“So far,” said Neal, “I have generally got the worst of it when I have fought.”
“Ay, you would. Your way of fighting is no just the canniest, but I like you no the worse for it. You might have got off without thon bloody clout on the top of your head if ye’d just clodded stones and then run like the rest of them. But that’s no your way of fightin’. Did ye ever fight afore?”
“Just two nights ago,” said Neal, “and I got the scrape on the side of my face then.”
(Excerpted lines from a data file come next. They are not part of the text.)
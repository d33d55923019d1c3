pub mod repository;

pub use repository::{Entity, InMemoryRepository, Repository};
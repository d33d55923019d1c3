use axum::{
    routing::{get, post, put},
    Router,
};

use crate::handlers::*;

pub fn create_patient_router(state: PatientState) -> Router {
    Router::new()
        .route("/", get(list_patients))
        .route("/", post(create_patient))
        .route("/{id}", get(get_patient))
        .route("/{id}", put(update_patient))
        .with_state(state)
}
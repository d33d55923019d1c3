use std::sync::Arc;

use axum::{
    extract::{Path, Query, State},
    Json,
};
use serde_json::{json, Value};
use uuid::Uuid;

use shared_models::error::AppError;
use shared_store::Repository;

use crate::models::{CreatePaymentRequest, Payment, SummaryQuery, UpdatePaymentRequest};
use crate::services::PaymentService;

#[derive(Clone)]
pub struct PaymentState {
    pub payments: Arc<dyn Repository<Payment>>,
}

#[axum::debug_handler]
pub async fn create_payment(
    State(state): State<PaymentState>,
    Json(request): Json<CreatePaymentRequest>,
) -> Result<Json<Value>, AppError> {
    let service = PaymentService::new(state.payments.clone());

    let payment = service.create_payment(request).await?;

    Ok(Json(json!(payment)))
}

#[axum::debug_handler]
pub async fn update_payment(
    State(state): State<PaymentState>,
    Path(payment_id): Path<Uuid>,
    Json(request): Json<UpdatePaymentRequest>,
) -> Result<Json<Value>, AppError> {
    let service = PaymentService::new(state.payments.clone());

    let payment = service.update_payment(payment_id, request).await?;

    Ok(Json(json!(payment)))
}

#[axum::debug_handler]
pub async fn list_payments(
    State(state): State<PaymentState>,
) -> Result<Json<Value>, AppError> {
    let service = PaymentService::new(state.payments.clone());

    let payments = service.list_payments().await?;

    Ok(Json(json!({
        "payments": payments,
        "total": payments.len()
    })))
}

#[axum::debug_handler]
pub async fn payment_summary(
    State(state): State<PaymentState>,
    Query(query): Query<SummaryQuery>,
) -> Result<Json<Value>, AppError> {
    let month = match query.month {
        Some(raw) => Some(parse_month(&raw)?),
        None => None,
    };

    let service = PaymentService::new(state.payments.clone());
    let summary = service.summary(month).await?;

    Ok(Json(json!(summary)))
}

fn parse_month(raw: &str) -> Result<(i32, u32), AppError> {
    let invalid = || AppError::BadRequest(format!("Invalid month '{}', expected YYYY-MM", raw));

    let (year, month) = raw.split_once('-').ok_or_else(invalid)?;
    let year: i32 = year.parse().map_err(|_| invalid())?;
    let month: u32 = month.parse().map_err(|_| invalid())?;

    if !(1..=12).contains(&month) {
        return Err(invalid());
    }

    Ok((year, month))
}
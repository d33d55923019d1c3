use std::fmt;

use chrono::{DateTime, NaiveDate, Utc};
use serde::{Deserialize, Serialize};
use uuid::Uuid;

use shared_models::error::AppError;
use shared_models::validation::Validator;
use shared_store::Entity;

pub const SUMMARY_MAX_CHARS: usize = 20_000;

/// A clinical note attached to a past session.
#[derive(Debug, Clone, Serialize, Deserialize)]
pub struct MedicalRecord {
    pub id: Uuid,
    pub patient_name: String,
    pub date: NaiveDate,
    /// e.g. "Session #12".
    pub session_label: String,
    pub note_type: RecordNoteType,
    pub summary: String,
    pub created_at: DateTime<Utc>,
    pub updated_at: Option<DateTime<Utc>>,
}

impl Entity for MedicalRecord {
    fn id(&self) -> Uuid {
        self.id
    }

    fn kind() -> &'static str {
        "MedicalRecord"
    }
}

#[derive(Debug, Clone, Copy, Serialize, Deserialize, PartialEq, Eq)]
#[serde(rename_all = "snake_case")]
pub enum RecordNoteType {
    ProgressNote,
    FollowUp,
    TreatmentPlan,
    Evaluation,
    MedicationUpdate,
}

impl fmt::Display for RecordNoteType {
    fn fmt(&self, f: &mut fmt::Formatter<'_>) -> fmt::Result {
        match self {
            RecordNoteType::ProgressNote => write!(f, "progress_note"),
            RecordNoteType::FollowUp => write!(f, "follow_up"),
            RecordNoteType::TreatmentPlan => write!(f, "treatment_plan"),
            RecordNoteType::Evaluation => write!(f, "evaluation"),
            RecordNoteType::MedicationUpdate => write!(f, "medication_update"),
        }
    }
}

#[derive(Debug, Clone, Serialize, Deserialize)]
pub struct CreateRecordRequest {
    pub patient_name: String,
    pub date: String,
    pub session_label: String,
    pub note_type: RecordNoteType,
    pub summary: String,
}

impl CreateRecordRequest {
    pub fn validate(&self) -> Result<NaiveDate, AppError> {
        let mut v = Validator::new();

        v.require(
            !self.patient_name.trim().is_empty(),
            "patient_name",
            "Patient name is required",
        );
        v.require(
            !self.session_label.trim().is_empty(),
            "session_label",
            "Session label is required",
        );
        v.require(!self.summary.trim().is_empty(), "summary", "Summary is required");
        v.require(
            self.summary.chars().count() <= SUMMARY_MAX_CHARS,
            "summary",
            "Summary exceeds the 20,000 character limit",
        );

        let date = NaiveDate::parse_from_str(self.date.trim(), "%Y-%m-%d").ok();
        if date.is_none() {
            v.push("date", "Record date must be a valid YYYY-MM-DD date");
        }

        v.finish()?;

        date.ok_or_else(|| AppError::Internal("record date missing after validation".into()))
    }
}

#[derive(Debug, Clone, Serialize, Deserialize)]
pub struct RecordListQuery {
    /// Case-insensitive patient-name filter.
    pub patient: Option<String>,
    /// 1-based page number.
    pub page: Option<u32>,
}

#[derive(Debug, Clone, Serialize)]
pub struct RecordPage {
    pub records: Vec<MedicalRecord>,
    pub total: usize,
    pub page: u32,
    pub page_count: u32,
}
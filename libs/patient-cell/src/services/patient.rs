use std::sync::Arc;

use chrono::Utc;
use tracing::debug;
use uuid::Uuid;

use shared_models::error::AppError;
use shared_store::Repository;

use crate::models::{CreatePatientRequest, Patient, PatientListQuery, UpdatePatientRequest};

pub struct PatientService {
    patients: Arc<dyn Repository<Patient>>,
}

impl PatientService {
    pub fn new(patients: Arc<dyn Repository<Patient>>) -> Self {
        Self { patients }
    }

    pub async fn create_patient(&self, request: CreatePatientRequest) -> Result<Patient, AppError> {
        debug!("Creating new patient record: {}", request.name);

        let birth_date = request.validate()?;

        let patient = Patient {
            id: Uuid::new_v4(),
            professional_id: request.professional_id,
            name: request.name.trim().to_string(),
            birth_date,
            phone: request.phone.trim().to_string(),
            note: request.note.unwrap_or_default().trim().to_string(),
            created_at: Utc::now(),
            updated_at: None,
        };

        let patient = self.patients.create(patient).await?;
        debug!("Patient record created with ID: {}", patient.id);

        Ok(patient)
    }

    pub async fn get_patient(&self, patient_id: Uuid) -> Result<Patient, AppError> {
        debug!("Fetching patient record: {}", patient_id);
        self.patients.get(patient_id).await
    }

    pub async fn update_patient(
        &self,
        patient_id: Uuid,
        request: UpdatePatientRequest,
    ) -> Result<Patient, AppError> {
        debug!("Updating patient record: {}", patient_id);

        request.validate()?;

        let mut patient = self.patients.get(patient_id).await?;

        if let Some(name) = request.name {
            patient.name = name.trim().to_string();
        }
        if let Some(phone) = request.phone {
            patient.phone = phone.trim().to_string();
        }
        if let Some(note) = request.note {
            patient.note = note.trim().to_string();
        }
        patient.updated_at = Some(Utc::now());

        self.patients.update(patient).await
    }

    /// Lists patients, optionally narrowed by a case-insensitive name match.
    pub async fn list_patients(&self, query: PatientListQuery) -> Result<Vec<Patient>, AppError> {
        let patients = self.patients.list().await?;

        match query.name {
            Some(name) if !name.trim().is_empty() => {
                let needle = name.trim().to_lowercase();
                Ok(patients
                    .into_iter()
                    .filter(|patient| patient.name.to_lowercase().contains(&needle))
                    .collect())
            }
            _ => Ok(patients),
        }
    }
}
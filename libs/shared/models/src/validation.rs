use serde::{Deserialize, Serialize};

use crate::error::AppError;

/// A single field-level problem found while validating a request payload.
#[derive(Debug, Clone, Serialize, Deserialize, PartialEq, Eq)]
pub struct FieldIssue {
    pub field: String,
    pub message: String,
}

/// Collects field issues across a whole payload so callers get every problem
/// at once instead of failing on the first one.
#[derive(Debug, Default)]
pub struct Validator {
    issues: Vec<FieldIssue>,
}

impl Validator {
    pub fn new() -> Self {
        Self::default()
    }

    pub fn push(&mut self, field: &str, message: impl Into<String>) {
        self.issues.push(FieldIssue {
            field: field.to_string(),
            message: message.into(),
        });
    }

    pub fn require(&mut self, condition: bool, field: &str, message: &str) {
        if !condition {
            self.push(field, message);
        }
    }

    pub fn is_valid(&self) -> bool {
        self.issues.is_empty()
    }

    pub fn finish(self) -> Result<(), AppError> {
        if self.issues.is_empty() {
            Ok(())
        } else {
            Err(AppError::Validation(self.issues))
        }
    }
}

#[cfg(test)]
mod tests {
    use super::*;

    #[test]
    fn collects_every_issue_before_failing() {
        let mut v = Validator::new();
        v.require(false, "name", "Name is required");
        v.require(true, "phone", "Phone is required");
        v.push("price", "Price must be non-negative");

        match v.finish() {
            Err(AppError::Validation(issues)) => {
                assert_eq!(issues.len(), 2);
                assert_eq!(issues[0].field, "name");
                assert_eq!(issues[1].field, "price");
            }
            other => panic!("expected validation error, got {:?}", other),
        }
    }

    #[test]
    fn empty_validator_passes() {
        assert!(Validator::new().finish().is_ok());
    }
}
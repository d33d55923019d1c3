use std::fmt;
use std::str::FromStr;

use chrono::{Datelike, Days, Duration, Months, NaiveDate, Weekday};
use serde::{Deserialize, Serialize};

use shared_models::error::AppError;

use crate::models::Session;

/// Granularity of the calendar display.
#[derive(Debug, Clone, Copy, Serialize, Deserialize, PartialEq, Eq)]
#[serde(rename_all = "snake_case")]
pub enum ViewMode {
    Day,
    Week,
    Month,
}

impl fmt::Display for ViewMode {
    fn fmt(&self, f: &mut fmt::Formatter<'_>) -> fmt::Result {
        match self {
            ViewMode::Day => write!(f, "day"),
            ViewMode::Week => write!(f, "week"),
            ViewMode::Month => write!(f, "month"),
        }
    }
}

impl FromStr for ViewMode {
    type Err = AppError;

    fn from_str(value: &str) -> Result<Self, Self::Err> {
        match value {
            "day" => Ok(ViewMode::Day),
            "week" => Ok(ViewMode::Week),
            "month" => Ok(ViewMode::Month),
            other => Err(AppError::BadRequest(format!(
                "Unrecognized view mode '{}', expected day, week or month",
                other
            ))),
        }
    }
}

#[derive(Debug, Clone, Copy, PartialEq, Eq)]
pub enum Direction {
    Next,
    Previous,
}

impl FromStr for Direction {
    type Err = AppError;

    fn from_str(value: &str) -> Result<Self, Self::Err> {
        match value {
            "next" => Ok(Direction::Next),
            "previous" => Ok(Direction::Previous),
            other => Err(AppError::BadRequest(format!(
                "Unrecognized direction '{}', expected next or previous",
                other
            ))),
        }
    }
}

/// One calendar day and the sessions starting on it, ordered by start time.
#[derive(Debug, Clone, Serialize)]
pub struct DayBucket {
    pub date: NaiveDate,
    pub sessions: Vec<Session>,
}

/// A month-grid cell. `date` is None for the leading placeholders that pad
/// the grid out to the week-start column of the 1st.
#[derive(Debug, Clone, Serialize)]
pub struct MonthCell {
    pub date: Option<NaiveDate>,
    pub sessions: Vec<Session>,
}

impl MonthCell {
    pub fn is_placeholder(&self) -> bool {
        self.date.is_none()
    }
}

#[derive(Debug, Clone, Serialize)]
#[serde(tag = "view", content = "buckets", rename_all = "snake_case")]
pub enum ScheduleView {
    Day(DayBucket),
    Week(Vec<DayBucket>),
    Month(Vec<MonthCell>),
}

/// Buckets `sessions` around `reference` for the requested view mode.
///
/// Pure: no I/O, no clock reads. A session lands in a bucket when its start
/// falls on that bucket's calendar day; each bucket is sorted ascending by
/// start, and the sort is stable so equal starts keep their input order.
pub fn build_view(
    sessions: &[Session],
    reference: NaiveDate,
    mode: ViewMode,
    week_start: Weekday,
) -> Result<ScheduleView, AppError> {
    match mode {
        ViewMode::Day => Ok(ScheduleView::Day(day_bucket(sessions, reference))),
        ViewMode::Week => {
            let start = week_start_of(reference, week_start);
            let buckets = (0..7)
                .map(|offset| day_bucket(sessions, start + Duration::days(offset)))
                .collect();
            Ok(ScheduleView::Week(buckets))
        }
        ViewMode::Month => {
            let first = reference.with_day(1).ok_or_else(|| {
                AppError::BadRequest(format!("Invalid reference date {}", reference))
            })?;

            let blanks = leading_blanks(first, week_start);
            let mut cells: Vec<MonthCell> = (0..blanks)
                .map(|_| MonthCell {
                    date: None,
                    sessions: Vec::new(),
                })
                .collect();

            for offset in 0..days_in_month(first) {
                let date = first + Duration::days(offset as i64);
                let bucket = day_bucket(sessions, date);
                cells.push(MonthCell {
                    date: Some(date),
                    sessions: bucket.sessions,
                });
            }

            Ok(ScheduleView::Month(cells))
        }
    }
}

/// Moves the reference date by exactly one unit of the view mode. Months use
/// true calendar arithmetic: chrono clamps Jan 31 + 1 month to the last day
/// of February rather than overflowing into March.
pub fn navigate(
    reference: NaiveDate,
    mode: ViewMode,
    direction: Direction,
) -> Result<NaiveDate, AppError> {
    let shifted = match (mode, direction) {
        (ViewMode::Day, Direction::Next) => reference.checked_add_days(Days::new(1)),
        (ViewMode::Day, Direction::Previous) => reference.checked_sub_days(Days::new(1)),
        (ViewMode::Week, Direction::Next) => reference.checked_add_days(Days::new(7)),
        (ViewMode::Week, Direction::Previous) => reference.checked_sub_days(Days::new(7)),
        (ViewMode::Month, Direction::Next) => reference.checked_add_months(Months::new(1)),
        (ViewMode::Month, Direction::Previous) => reference.checked_sub_months(Months::new(1)),
    };

    shifted.ok_or_else(|| {
        AppError::BadRequest(format!(
            "Cannot move one {} from reference date {}",
            mode, reference
        ))
    })
}

/// Number of empty grid cells before day 1 of the month under the given
/// week-start convention.
pub fn leading_blanks(first_of_month: NaiveDate, week_start: Weekday) -> u32 {
    days_past_week_start(first_of_month.weekday(), week_start)
}

fn day_bucket(sessions: &[Session], date: NaiveDate) -> DayBucket {
    let mut items: Vec<Session> = sessions
        .iter()
        .filter(|session| session.start.date() == date)
        .cloned()
        .collect();
    // sort_by_key is stable, preserving input order for identical starts
    items.sort_by_key(|session| session.start);

    DayBucket {
        date,
        sessions: items,
    }
}

fn week_start_of(reference: NaiveDate, week_start: Weekday) -> NaiveDate {
    let offset = days_past_week_start(reference.weekday(), week_start);
    reference - Duration::days(offset as i64)
}

fn days_past_week_start(weekday: Weekday, week_start: Weekday) -> u32 {
    (weekday.num_days_from_sunday() + 7 - week_start.num_days_from_sunday()) % 7
}

fn days_in_month(first_of_month: NaiveDate) -> u32 {
    match first_of_month.checked_add_months(Months::new(1)) {
        Some(next_first) => next_first.signed_duration_since(first_of_month).num_days() as u32,
        // Only reachable at the far end of chrono's date range.
        None => 31,
    }
}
“And was it for a lassie you were fightin’ thon time? I see well by the face of you that it was. And she liked you for it. Did she no? She’d be a quare one that didna. Did she give you a kiss to make the scrab on your face better? I wouldna think twice about giving you one myself only you wouldn’t have kisses from the likes of me. Be quiet now, and sup up your tea. I willna have you offering to slabber ower my hand if that’s what you’re after.”
Neal, who had felt himself goaded to some act of gallantry, returned sheepishly to his tea and toast.
“You’re no a Belfast boy?” said Peg.
“No,” said Neal, “I’m from Dunseveric, right away in the north of the county.”
“Ay, are you? Do you mind the old rhyme—
‘County Antrim, men and horses,
County Down for bonny lasses.’
Maybe your lassie, the one that kissed you, was out of the County Down?”